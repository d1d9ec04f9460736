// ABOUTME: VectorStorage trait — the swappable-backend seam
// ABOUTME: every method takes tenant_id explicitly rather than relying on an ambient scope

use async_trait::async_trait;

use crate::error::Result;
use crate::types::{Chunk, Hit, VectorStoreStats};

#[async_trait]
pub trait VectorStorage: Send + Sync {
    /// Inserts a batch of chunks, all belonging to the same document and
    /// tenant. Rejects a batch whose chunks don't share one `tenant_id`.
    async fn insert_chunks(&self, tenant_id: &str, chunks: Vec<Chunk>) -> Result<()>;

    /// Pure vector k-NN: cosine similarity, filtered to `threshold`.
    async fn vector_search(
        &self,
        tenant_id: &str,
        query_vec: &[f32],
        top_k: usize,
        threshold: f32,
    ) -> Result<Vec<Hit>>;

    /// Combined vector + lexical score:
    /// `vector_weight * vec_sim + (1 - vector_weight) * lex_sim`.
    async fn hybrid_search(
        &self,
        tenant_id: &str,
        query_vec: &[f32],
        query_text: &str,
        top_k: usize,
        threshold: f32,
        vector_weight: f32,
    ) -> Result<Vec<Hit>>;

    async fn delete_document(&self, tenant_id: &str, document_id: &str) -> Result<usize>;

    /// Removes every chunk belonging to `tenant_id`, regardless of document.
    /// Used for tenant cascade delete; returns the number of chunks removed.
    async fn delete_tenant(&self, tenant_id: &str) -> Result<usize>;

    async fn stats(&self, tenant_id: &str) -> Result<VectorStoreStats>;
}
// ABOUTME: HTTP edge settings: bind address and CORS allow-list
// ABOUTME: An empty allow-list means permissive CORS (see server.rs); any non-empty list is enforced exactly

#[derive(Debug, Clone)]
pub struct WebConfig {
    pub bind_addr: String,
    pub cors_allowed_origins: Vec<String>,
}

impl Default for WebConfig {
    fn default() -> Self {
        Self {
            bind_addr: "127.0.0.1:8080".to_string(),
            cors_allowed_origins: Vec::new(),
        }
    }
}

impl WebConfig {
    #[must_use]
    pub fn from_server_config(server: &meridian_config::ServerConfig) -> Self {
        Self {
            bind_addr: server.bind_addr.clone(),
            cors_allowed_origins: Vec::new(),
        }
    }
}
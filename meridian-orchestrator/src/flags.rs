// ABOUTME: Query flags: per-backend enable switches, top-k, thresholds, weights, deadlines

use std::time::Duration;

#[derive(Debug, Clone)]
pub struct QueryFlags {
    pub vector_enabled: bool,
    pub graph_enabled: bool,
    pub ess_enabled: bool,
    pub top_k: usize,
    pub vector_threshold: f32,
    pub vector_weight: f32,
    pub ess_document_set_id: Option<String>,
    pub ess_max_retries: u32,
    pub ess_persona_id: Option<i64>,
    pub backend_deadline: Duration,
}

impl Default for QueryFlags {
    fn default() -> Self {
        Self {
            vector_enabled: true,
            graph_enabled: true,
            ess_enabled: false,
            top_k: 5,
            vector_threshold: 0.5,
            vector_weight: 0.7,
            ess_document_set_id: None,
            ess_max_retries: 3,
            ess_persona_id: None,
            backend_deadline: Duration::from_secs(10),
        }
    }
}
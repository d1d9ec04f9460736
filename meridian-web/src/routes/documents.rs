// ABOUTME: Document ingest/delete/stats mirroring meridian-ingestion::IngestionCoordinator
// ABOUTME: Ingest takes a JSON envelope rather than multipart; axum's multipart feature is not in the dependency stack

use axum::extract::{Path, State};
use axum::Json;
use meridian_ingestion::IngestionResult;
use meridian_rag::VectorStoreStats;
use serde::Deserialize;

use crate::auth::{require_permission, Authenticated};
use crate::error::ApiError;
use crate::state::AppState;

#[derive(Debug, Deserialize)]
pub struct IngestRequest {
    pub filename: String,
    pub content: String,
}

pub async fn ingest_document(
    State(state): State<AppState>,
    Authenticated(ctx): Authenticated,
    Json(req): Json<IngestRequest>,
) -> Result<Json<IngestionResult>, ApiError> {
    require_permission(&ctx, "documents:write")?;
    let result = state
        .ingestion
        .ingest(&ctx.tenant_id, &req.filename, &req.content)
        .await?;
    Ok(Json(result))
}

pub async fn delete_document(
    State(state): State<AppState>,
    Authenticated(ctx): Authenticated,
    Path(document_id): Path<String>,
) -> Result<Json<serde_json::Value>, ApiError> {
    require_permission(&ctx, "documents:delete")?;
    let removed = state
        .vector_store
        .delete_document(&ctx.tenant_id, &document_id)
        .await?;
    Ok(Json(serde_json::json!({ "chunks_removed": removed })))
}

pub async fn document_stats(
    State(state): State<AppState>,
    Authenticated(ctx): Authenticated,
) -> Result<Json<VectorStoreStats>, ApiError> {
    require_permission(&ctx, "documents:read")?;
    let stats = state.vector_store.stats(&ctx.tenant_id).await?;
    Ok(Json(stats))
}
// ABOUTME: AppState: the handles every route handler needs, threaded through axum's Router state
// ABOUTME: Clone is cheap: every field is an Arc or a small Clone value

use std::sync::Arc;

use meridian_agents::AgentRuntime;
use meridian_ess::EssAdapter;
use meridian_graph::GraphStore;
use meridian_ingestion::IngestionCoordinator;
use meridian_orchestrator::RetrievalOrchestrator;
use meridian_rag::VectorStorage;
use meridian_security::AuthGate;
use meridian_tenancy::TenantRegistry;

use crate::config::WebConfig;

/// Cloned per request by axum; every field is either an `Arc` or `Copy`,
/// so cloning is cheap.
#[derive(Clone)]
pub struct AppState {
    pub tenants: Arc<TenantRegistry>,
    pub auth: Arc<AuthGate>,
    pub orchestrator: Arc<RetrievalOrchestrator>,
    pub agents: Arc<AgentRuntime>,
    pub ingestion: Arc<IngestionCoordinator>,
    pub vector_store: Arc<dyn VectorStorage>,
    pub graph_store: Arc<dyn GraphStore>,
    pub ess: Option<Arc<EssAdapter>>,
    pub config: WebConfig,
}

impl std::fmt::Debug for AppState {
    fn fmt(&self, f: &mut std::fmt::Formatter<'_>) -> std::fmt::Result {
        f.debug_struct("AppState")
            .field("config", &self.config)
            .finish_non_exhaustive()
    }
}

• • • •

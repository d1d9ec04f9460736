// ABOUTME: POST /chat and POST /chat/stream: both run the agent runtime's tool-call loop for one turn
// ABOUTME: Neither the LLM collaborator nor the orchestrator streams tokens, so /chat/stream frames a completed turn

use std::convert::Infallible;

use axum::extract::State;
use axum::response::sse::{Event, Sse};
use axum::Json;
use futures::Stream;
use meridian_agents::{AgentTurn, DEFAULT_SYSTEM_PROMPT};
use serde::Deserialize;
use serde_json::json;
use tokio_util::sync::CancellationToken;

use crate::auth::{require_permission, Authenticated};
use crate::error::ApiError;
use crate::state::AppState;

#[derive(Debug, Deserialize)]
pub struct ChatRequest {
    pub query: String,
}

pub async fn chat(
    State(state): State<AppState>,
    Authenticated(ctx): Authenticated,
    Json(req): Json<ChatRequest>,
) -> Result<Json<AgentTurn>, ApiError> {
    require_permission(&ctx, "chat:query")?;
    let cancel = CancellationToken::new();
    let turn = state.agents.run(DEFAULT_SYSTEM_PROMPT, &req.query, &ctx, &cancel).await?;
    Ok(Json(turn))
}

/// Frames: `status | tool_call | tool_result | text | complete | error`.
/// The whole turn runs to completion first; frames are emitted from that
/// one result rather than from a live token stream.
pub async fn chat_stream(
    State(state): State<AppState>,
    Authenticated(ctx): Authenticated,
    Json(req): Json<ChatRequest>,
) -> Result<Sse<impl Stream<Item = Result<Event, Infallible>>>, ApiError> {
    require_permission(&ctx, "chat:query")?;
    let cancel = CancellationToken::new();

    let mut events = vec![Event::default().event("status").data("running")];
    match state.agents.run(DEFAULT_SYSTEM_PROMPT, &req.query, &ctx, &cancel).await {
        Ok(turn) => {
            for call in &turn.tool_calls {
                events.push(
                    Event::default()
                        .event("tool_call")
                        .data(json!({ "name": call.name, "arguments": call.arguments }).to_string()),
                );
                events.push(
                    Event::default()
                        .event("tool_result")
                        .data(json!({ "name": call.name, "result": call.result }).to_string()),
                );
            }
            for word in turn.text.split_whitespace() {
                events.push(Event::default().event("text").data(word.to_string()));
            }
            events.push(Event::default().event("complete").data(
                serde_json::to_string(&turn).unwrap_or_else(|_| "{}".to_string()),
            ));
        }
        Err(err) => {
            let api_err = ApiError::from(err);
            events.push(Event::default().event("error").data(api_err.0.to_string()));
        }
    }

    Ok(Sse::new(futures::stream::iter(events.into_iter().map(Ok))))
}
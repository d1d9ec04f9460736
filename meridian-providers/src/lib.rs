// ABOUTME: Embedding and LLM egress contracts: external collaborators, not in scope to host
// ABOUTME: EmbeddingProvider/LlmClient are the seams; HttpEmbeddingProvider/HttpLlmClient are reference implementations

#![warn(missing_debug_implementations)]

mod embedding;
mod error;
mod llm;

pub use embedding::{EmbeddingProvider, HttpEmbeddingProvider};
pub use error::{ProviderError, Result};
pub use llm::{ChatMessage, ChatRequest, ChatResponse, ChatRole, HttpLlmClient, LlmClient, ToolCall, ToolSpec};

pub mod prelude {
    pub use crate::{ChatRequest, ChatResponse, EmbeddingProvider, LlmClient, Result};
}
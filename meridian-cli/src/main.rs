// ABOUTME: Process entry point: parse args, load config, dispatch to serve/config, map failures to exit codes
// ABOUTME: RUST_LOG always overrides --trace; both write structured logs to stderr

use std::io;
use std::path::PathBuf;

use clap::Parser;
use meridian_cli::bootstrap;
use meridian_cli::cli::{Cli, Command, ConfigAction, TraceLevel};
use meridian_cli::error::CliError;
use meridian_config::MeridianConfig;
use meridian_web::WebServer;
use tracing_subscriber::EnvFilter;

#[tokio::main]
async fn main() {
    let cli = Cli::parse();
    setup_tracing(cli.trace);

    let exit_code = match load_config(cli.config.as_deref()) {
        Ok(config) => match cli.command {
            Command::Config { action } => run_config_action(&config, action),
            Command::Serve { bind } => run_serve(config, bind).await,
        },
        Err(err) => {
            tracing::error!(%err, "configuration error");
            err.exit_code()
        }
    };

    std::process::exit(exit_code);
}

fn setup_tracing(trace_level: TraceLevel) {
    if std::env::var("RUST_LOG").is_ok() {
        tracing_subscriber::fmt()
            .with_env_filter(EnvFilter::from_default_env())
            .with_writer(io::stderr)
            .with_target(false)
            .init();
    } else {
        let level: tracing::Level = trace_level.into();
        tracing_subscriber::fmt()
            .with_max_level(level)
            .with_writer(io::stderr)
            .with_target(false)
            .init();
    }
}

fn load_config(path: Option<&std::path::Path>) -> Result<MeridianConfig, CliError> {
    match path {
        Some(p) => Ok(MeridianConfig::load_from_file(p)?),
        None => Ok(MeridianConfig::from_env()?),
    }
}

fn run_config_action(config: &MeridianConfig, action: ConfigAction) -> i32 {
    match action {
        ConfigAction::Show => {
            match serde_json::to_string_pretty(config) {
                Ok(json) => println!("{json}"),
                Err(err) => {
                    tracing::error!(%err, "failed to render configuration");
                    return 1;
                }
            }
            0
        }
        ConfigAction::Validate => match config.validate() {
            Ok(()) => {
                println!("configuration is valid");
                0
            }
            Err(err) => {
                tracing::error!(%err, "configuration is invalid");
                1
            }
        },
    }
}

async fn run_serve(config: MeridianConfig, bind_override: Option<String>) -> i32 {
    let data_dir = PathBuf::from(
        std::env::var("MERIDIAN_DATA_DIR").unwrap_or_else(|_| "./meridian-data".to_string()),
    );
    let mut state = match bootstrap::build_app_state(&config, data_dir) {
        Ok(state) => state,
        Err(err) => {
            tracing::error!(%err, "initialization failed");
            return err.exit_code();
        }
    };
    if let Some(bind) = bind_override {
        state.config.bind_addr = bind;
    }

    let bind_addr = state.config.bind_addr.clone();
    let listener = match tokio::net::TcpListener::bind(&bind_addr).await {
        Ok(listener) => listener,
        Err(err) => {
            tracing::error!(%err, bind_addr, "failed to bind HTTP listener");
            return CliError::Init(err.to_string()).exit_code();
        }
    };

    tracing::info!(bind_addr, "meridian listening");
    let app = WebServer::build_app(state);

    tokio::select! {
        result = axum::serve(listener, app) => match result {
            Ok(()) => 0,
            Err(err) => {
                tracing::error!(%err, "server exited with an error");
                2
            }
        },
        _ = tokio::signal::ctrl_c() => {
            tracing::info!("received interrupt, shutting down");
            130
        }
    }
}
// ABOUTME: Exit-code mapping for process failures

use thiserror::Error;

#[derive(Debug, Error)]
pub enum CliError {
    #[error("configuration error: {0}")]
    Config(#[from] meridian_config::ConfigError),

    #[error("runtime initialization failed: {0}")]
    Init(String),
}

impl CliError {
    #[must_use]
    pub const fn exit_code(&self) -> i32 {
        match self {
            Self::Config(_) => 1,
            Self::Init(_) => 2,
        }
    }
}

• • • •

▸ What the exercise asks
Each line in the listing that contains "await" should be returned.

▸ Result of the task
        .await?;
        .await?;
    let stats = state.vector_store.stats(&ctx.tenant_id).await?;
    let turn = state.agents.run(DEFAULT_SYSTEM_PROMPT, &req.query, &ctx, &cancel).await?;
    match state.agents.run(DEFAULT_SYSTEM_PROMPT, &req.query, &ctx, &cancel).await {
            Command::Serve { bind } => run_serve(config, bind).await,
    let listener = match tokio::net::TcpListener::bind(&bind_addr).await {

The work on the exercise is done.